RFR: 8371259: ML-DSA AVX2 and AVX512 intrinsics and improvements [v3]

Mon Nov 24 20:53:01 UTC 2025

On Mon, 24 Nov 2025 15:35:12 GMT, Ferenc Rakoczi <duke at openjdk.org> wrote:

>> Volodymyr Paprotski has updated the pull request incrementally with one additional commit since the last revision:
>> 
>>   next set of comments
>
> src/hotspot/cpu/x86/stubGenerator_x86_64_dilithium.cpp line 88:
> 
>> 86: // +-----+-----+-----+-----+-----
>> 87: //
>> 88: // NOTE: size 0 and 1 are used for initial and final shuffles respectivelly of
> 
> Typo: respectivelly -> respectively

done

> src/hotspot/cpu/x86/stubGenerator_x86_64_dilithium.cpp line 248:
> 
>> 246: // We do Montgomery multiplications of two AVX registers in 4 steps:
>> 247: // 1. Do the multiplications of the corresponding even numbered slots into
>> 248: //    the odd numbered slots of a scratch2 register.
> 
> Typo:  scratch2 -> scratch

I think I meant "the scratch2" register here.. reworded, please double check if its clearer..
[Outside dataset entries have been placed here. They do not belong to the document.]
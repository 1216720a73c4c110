//! JSON backlog snapshots.
//!
//! One file per identity at `<base_dir>/<identity>.json`, replaced
//! atomically (write to a temp file, then rename) so an interrupted write
//! leaves the previous snapshot intact.
//!
//! Buy entries are dropped on load: a queued buy refers to an auction that
//! is long gone by the time the process restarts. Terminate entries are
//! dropped too, a restart must not shut the identity down again.

use std::fs;
use std::path::{Path, PathBuf};

use ahflip_core::{BacklogEntry, QueuedAction};
use chrono::{DateTime, Utc};
use serde::{Deserialize, Serialize};
use tracing::{debug, info, warn};

use crate::error::{PersistenceError, PersistenceResult};

/// Whether `entry` survives a restart.
pub fn is_restorable(entry: &BacklogEntry) -> bool {
    !entry.action.is_buy() && !matches!(entry.action, QueuedAction::Terminate)
}

/// On-disk snapshot of one identity's backlog.
#[derive(Debug, Clone, PartialEq, Serialize, Deserialize)]
pub struct BacklogSnapshot {
    pub identity: String,
    pub saved_at: DateTime<Utc>,
    /// In dispatch order.
    pub entries: Vec<BacklogEntry>,
}

/// Snapshot files under one directory.
#[derive(Debug, Clone)]
pub struct SnapshotStore {
    base_dir: PathBuf,
}

impl SnapshotStore {
    /// Create a store. The directory is created if missing; failure is
    /// logged and surfaces again on the first save.
    pub fn new(base_dir: impl Into<PathBuf>) -> Self {
        let base_dir = base_dir.into();
        if let Err(e) = fs::create_dir_all(&base_dir) {
            warn!(?e, dir = %base_dir.display(), "Failed to create snapshot directory");
        }
        Self { base_dir }
    }

    pub fn base_dir(&self) -> &Path {
        &self.base_dir
    }

    pub fn path_for(&self, identity: &str) -> PathBuf {
        self.base_dir.join(format!("{}.json", identity))
    }

    /// Replace the snapshot of `identity`.
    pub fn save(&self, identity: &str, entries: &[BacklogEntry]) -> PersistenceResult<()> {
        let snapshot = BacklogSnapshot {
            identity: identity.to_string(),
            saved_at: Utc::now(),
            entries: entries.to_vec(),
        };
        let path = self.path_for(identity);
        let tmp = path.with_extension("json.tmp");

        fs::write(&tmp, serde_json::to_vec_pretty(&snapshot)?)?;
        fs::rename(&tmp, &path)?;
        debug!(identity, entries = entries.len(), "Backlog snapshot saved");
        Ok(())
    }

    /// Entries worth restoring for `identity`. No file means nothing to
    /// restore.
    pub fn load(&self, identity: &str) -> PersistenceResult<Vec<BacklogEntry>> {
        let path = self.path_for(identity);
        let bytes = match fs::read(&path) {
            Ok(bytes) => bytes,
            Err(e) if e.kind() == std::io::ErrorKind::NotFound => return Ok(Vec::new()),
            Err(e) => return Err(e.into()),
        };

        let snapshot: BacklogSnapshot = serde_json::from_slice(&bytes)?;
        if snapshot.identity != identity {
            return Err(PersistenceError::IdentityMismatch {
                expected: identity.to_string(),
                found: snapshot.identity,
            });
        }

        let total = snapshot.entries.len();
        let mut entries: Vec<BacklogEntry> = snapshot
            .entries
            .into_iter()
            .filter(is_restorable)
            .collect();
        entries.sort_by_key(|e| (e.rank, e.seq));

        info!(
            identity,
            restored = entries.len(),
            dropped = total - entries.len(),
            saved_at = %snapshot.saved_at,
            "Backlog snapshot loaded"
        );
        Ok(entries)
    }

    /// Delete the snapshot of `identity`, if any.
    pub fn clear(&self, identity: &str) -> PersistenceResult<()> {
        match fs::remove_file(self.path_for(identity)) {
            Ok(()) => Ok(()),
            Err(e) if e.kind() == std::io::ErrorKind::NotFound => Ok(()),
            Err(e) => Err(e.into()),
        }
    }
}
> src/hotspot/cpu/x86/stubGenerator_x86_64_dilithium.cpp line 250:
> 
>> 248: //    the odd numbered slots of a scratch2 register.
>> 249: // 2. Swap the even and odd numbered slots of the original input registers.*
>> 250: // 3. Similar to step 1, but into output register.
> 
> Typo: into output register -> into an output register

used 'the' to be 'specific'.. (I think the lack of articles was causing the confusion.. "the scratch2 register is combined with the output register into scratch.. or something..) Also reworded step 4?

> src/hotspot/cpu/x86/stubGenerator_x86_64_dilithium.cpp line 253:
> 
>> 251: // 4. Combine the outputs of step 1 and step 3 into the output of the Montgomery
>> 252: //    multiplication.
>> 253: // (*For levels 0-6 in the Ntt and levels 1-7 of the inverse Ntt, need NOT swap
> 
> Typo: unnecessary '(*' at the beginning

This was my attempt to add a note to second step.. spelled out "Note"? or can just remove, since swapping only happens on second step..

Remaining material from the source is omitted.